//! Active Expiry Task
//!
//! Background task that periodically removes expired keys from a memory
//! store. Reads already hide expired keys; this bounds how long they keep
//! occupying memory when nobody touches them.

use std::sync::Arc;
use std::time::Duration;

use tokio::sync::RwLock;
use tokio::task::JoinHandle;
use tracing::{debug, info};

use crate::executor::memory::MemoryStore;

/// Spawns a background task that periodically purges expired keys.
///
/// # Arguments
/// * `store` - Shared store, usually from `MemoryExecutor::store`
/// * `interval` - Time between sweeps
///
/// # Returns
/// A JoinHandle for the spawned task; abort it to stop sweeping.
///
/// # Example
/// ```ignore
/// let executor = MemoryExecutor::new();
/// let sweeper = spawn_expiry_task(executor.store(), Duration::from_secs(1));
/// // Later, during shutdown:
/// sweeper.abort();
/// ```
pub fn spawn_expiry_task(store: Arc<RwLock<MemoryStore>>, interval: Duration) -> JoinHandle<()> {
    tokio::spawn(async move {
        info!("Starting expiry task with interval of {:?}", interval);

        loop {
            tokio::time::sleep(interval).await;

            let removed = {
                let mut store_guard = store.write().await;
                store_guard.cleanup_expired()
            };

            if removed > 0 {
                info!("Expiry sweep: removed {} expired keys", removed);
            } else {
                debug!("Expiry sweep: no expired keys found");
            }
        }
    })
}
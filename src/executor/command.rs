//! Command Builder
//!
//! A command name plus binary-safe arguments.

// == Command ==
/// A single store command.
///
/// ```ignore
/// let cmd = Command::new("SET").arg("zengate_name").arg("corel").arg("EX").arg("30");
/// ```
#[derive(Debug, Clone, PartialEq, Eq)]
pub struct Command {
    name: &'static str,
    args: Vec<Vec<u8>>,
}

impl Command {
    /// Creates a command with no arguments.
    pub fn new(name: &'static str) -> Self {
        Self {
            name,
            args: Vec::new(),
        }
    }

    /// Appends one argument.
    pub fn arg(mut self, arg: impl AsRef<[u8]>) -> Self {
        self.args.push(arg.as_ref().to_vec());
        self
    }

    /// Appends an integer argument in decimal form.
    pub fn arg_int(self, value: i64) -> Self {
        self.arg(value.to_string())
    }

    /// Appends every argument of an iterator.
    pub fn args<I, A>(mut self, args: I) -> Self
    where
        I: IntoIterator<Item = A>,
        A: AsRef<[u8]>,
    {
        self.args
            .extend(args.into_iter().map(|a| a.as_ref().to_vec()));
        self
    }

    /// Returns the command name.
    pub fn name(&self) -> &'static str {
        self.name
    }

    /// Returns the arguments.
    pub fn arguments(&self) -> &[Vec<u8>] {
        &self.args
    }

    /// Consumes the command and returns its parts.
    pub fn into_parts(self) -> (&'static str, Vec<Vec<u8>>) {
        (self.name, self.args)
    }
}

#[cfg(test)]
mod tests {
    use super::*;

    #[test]
    fn test_command_builder() {
        let cmd = Command::new("SET")
            .arg("name")
            .arg(b"corel".as_slice())
            .arg("EX")
            .arg_int(30);

        assert_eq!(cmd.name(), "SET");
        assert_eq!(
            cmd.arguments(),
            &[
                b"name".to_vec(),
                b"corel".to_vec(),
                b"EX".to_vec(),
                b"30".to_vec()
            ]
        );
    }

    #[test]
    fn test_command_args_from_iter() {
        let cmd = Command::new("DEL").args(["a", "b", "c"]);
        let (name, args) = cmd.into_parts();
        assert_eq!(name, "DEL");
        assert_eq!(args.len(), 3);
    }
}
//! Redis Executor
//!
//! Runs commands against a Redis server over a `ConnectionManager`, which
//! multiplexes one connection across callers and reconnects on failure.

use async_trait::async_trait;
use redis::aio::ConnectionManager;
use redis::{Client, RedisError, Value};
use tracing::{debug, info};

use super::{Command, Executor, Reply};
use crate::config::Options;
use crate::error::TransportError;

/// Executor backed by a Redis server.
#[derive(Clone)]
pub struct RedisExecutor {
    connection: ConnectionManager,
}

impl RedisExecutor {
    /// Connects using the given options.
    ///
    /// Authentication and database selection happen during the handshake,
    /// driven by the connection URL.
    pub async fn connect(options: &Options) -> Result<Self, TransportError> {
        let client = Client::open(options.connection_url())?;
        let connection = ConnectionManager::new(client).await?;

        info!(
            "Connected to store: network={}, addr={}, database={}",
            options.network, options.addr, options.database
        );

        Ok(Self { connection })
    }

    /// Converts a `redis` value into a raw reply.
    fn convert(value: Value) -> Reply {
        match value {
            Value::Nil => Reply::Nil,
            Value::Int(n) => Reply::Int(n),
            Value::BulkString(bytes) => Reply::Bulk(bytes),
            Value::SimpleString(s) => Reply::Status(s),
            Value::Okay => Reply::ok(),
            Value::Array(items) | Value::Set(items) => {
                Reply::Array(items.into_iter().map(Self::convert).collect())
            }
            Value::Map(entries) => Reply::Array(
                entries
                    .into_iter()
                    .flat_map(|(k, v)| [Self::convert(k), Self::convert(v)])
                    .collect(),
            ),
            Value::Double(d) => Reply::Bulk(d.to_string().into_bytes()),
            Value::Boolean(b) => Reply::Int(i64::from(b)),
            other => Reply::Error(format!("ERR unsupported reply: {:?}", other)),
        }
    }

    /// Splits a `redis` error into a server error reply or a transport failure.
    fn convert_error(err: RedisError) -> Result<Reply, TransportError> {
        match err.code() {
            Some(code) => {
                let message = match err.detail() {
                    Some(detail) => format!("{} {}", code, detail),
                    None => code.to_string(),
                };
                Ok(Reply::Error(message))
            }
            None => Err(err.into()),
        }
    }
}

#[async_trait]
impl Executor for RedisExecutor {
    async fn execute(&self, command: Command) -> Result<Reply, TransportError> {
        let mut conn = self.connection.clone();
        let (name, args) = command.into_parts();

        let mut cmd = redis::cmd(name);
        for arg in &args {
            cmd.arg(arg.as_slice());
        }

        let result: Result<Value, RedisError> = cmd.query_async(&mut conn).await;
        match result {
            Ok(value) => Ok(Self::convert(value)),
            Err(err) => {
                debug!("{} failed: {}", name, err);
                Self::convert_error(err)
            }
        }
    }
}
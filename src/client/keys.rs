//! Key Namespacing
//!
//! Maps logical keys to wire keys and back, and names the value types a key
//! can hold.

use std::fmt;
use std::str::FromStr;

use crate::error::CacheError;

// == Namespacer ==
/// Prefixes logical keys so applications sharing one store do not collide.
#[derive(Debug, Clone, Default, PartialEq, Eq)]
pub struct Namespacer {
    prefix: String,
}

impl Namespacer {
    pub fn new(prefix: impl Into<String>) -> Self {
        Self {
            prefix: prefix.into(),
        }
    }

    pub fn prefix(&self) -> &str {
        &self.prefix
    }

    /// `prefix + logical_key`.
    pub fn namespace(&self, key: &str) -> String {
        let mut wire = String::with_capacity(self.prefix.len() + key.len());
        wire.push_str(&self.prefix);
        wire.push_str(key);
        wire
    }

    /// Strips the prefix from a wire key. `None` if the key is not ours.
    pub fn denamespace<'a>(&self, wire: &'a str) -> Option<&'a str> {
        wire.strip_prefix(self.prefix.as_str())
    }

    /// Namespaces a glob pattern. Glob metacharacters in the prefix are
    /// escaped so they only ever match themselves.
    pub fn namespace_pattern(&self, pattern: &str) -> String {
        let mut wire = String::with_capacity(self.prefix.len() * 2 + pattern.len());
        for ch in self.prefix.chars() {
            if matches!(ch, '*' | '?' | '[' | ']' | '\\') {
                wire.push('\\');
            }
            wire.push(ch);
        }
        wire.push_str(pattern);
        wire
    }
}

// == Key Type ==
/// Category of the value stored under a key, as reported by `TYPE`.
#[derive(Debug, Clone, Copy, PartialEq, Eq, Hash)]
pub enum KeyType {
    String,
    List,
    Hash,
    ZSet,
    Set,
    Stream,
    /// The key does not exist
    None,
}

impl KeyType {
    pub fn as_str(&self) -> &'static str {
        match self {
            KeyType::String => "string",
            KeyType::List => "list",
            KeyType::Hash => "hash",
            KeyType::ZSet => "zset",
            KeyType::Set => "set",
            KeyType::Stream => "stream",
            KeyType::None => "none",
        }
    }

    /// Returns true when the key exists.
    pub fn exists(&self) -> bool {
        *self != KeyType::None
    }
}

impl fmt::Display for KeyType {
    fn fmt(&self, f: &mut fmt::Formatter<'_>) -> fmt::Result {
        f.write_str(self.as_str())
    }
}

impl FromStr for KeyType {
    type Err = CacheError;

    fn from_str(s: &str) -> Result<Self, Self::Err> {
        match s {
            "string" => Ok(KeyType::String),
            "list" => Ok(KeyType::List),
            "hash" => Ok(KeyType::Hash),
            "zset" => Ok(KeyType::ZSet),
            "set" => Ok(KeyType::Set),
            "stream" => Ok(KeyType::Stream),
            "none" => Ok(KeyType::None),
            other => Err(CacheError::TypeMismatch(format!(
                "unknown key type '{}'",
                other
            ))),
        }
    }
}

impl PartialEq<&str> for KeyType {
    fn eq(&self, other: &&str) -> bool {
        self.as_str() == *other
    }
}

#[cfg(test)]
mod tests {
    use super::*;

    #[test]
    fn test_namespace_roundtrip() {
        let ns = Namespacer::new("zengate_");
        let wire = ns.namespace("user");
        assert_eq!(wire, "zengate_user");
        assert_eq!(ns.denamespace(&wire), Some("user"));
    }

    #[test]
    fn test_denamespace_foreign_key() {
        let ns = Namespacer::new("zengate_");
        assert_eq!(ns.denamespace("other_user"), None);
    }

    #[test]
    fn test_empty_prefix_is_identity() {
        let ns = Namespacer::default();
        assert_eq!(ns.namespace("user"), "user");
        assert_eq!(ns.denamespace("user"), Some("user"));
    }

    #[test]
    fn test_namespace_pattern_escapes_prefix() {
        let ns = Namespacer::new("app[1]*");
        assert_eq!(ns.namespace_pattern("user_*"), "app\\[1\\]\\*user_*");

        let plain = Namespacer::new("zengate_");
        assert_eq!(plain.namespace_pattern("*"), "zengate_*");
    }

    #[test]
    fn test_key_type_parse_and_display() {
        for name in ["string", "list", "hash", "zset", "set", "stream", "none"] {
            let key_type: KeyType = name.parse().unwrap();
            assert_eq!(key_type.to_string(), name);
            assert_eq!(key_type, name);
        }
        assert!(!KeyType::None.exists());
        assert!(KeyType::Hash.exists());
        assert!(matches!(
            "vectorset".parse::<KeyType>(),
            Err(CacheError::TypeMismatch(_))
        ));
    }
}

^^^^

For the word "AsRef", find every line in the data that holds it and copy that line.

# [Problem solution]
    pub fn arg(mut self, arg: impl AsRef<[u8]>) -> Self {
        A: AsRef<[u8]>,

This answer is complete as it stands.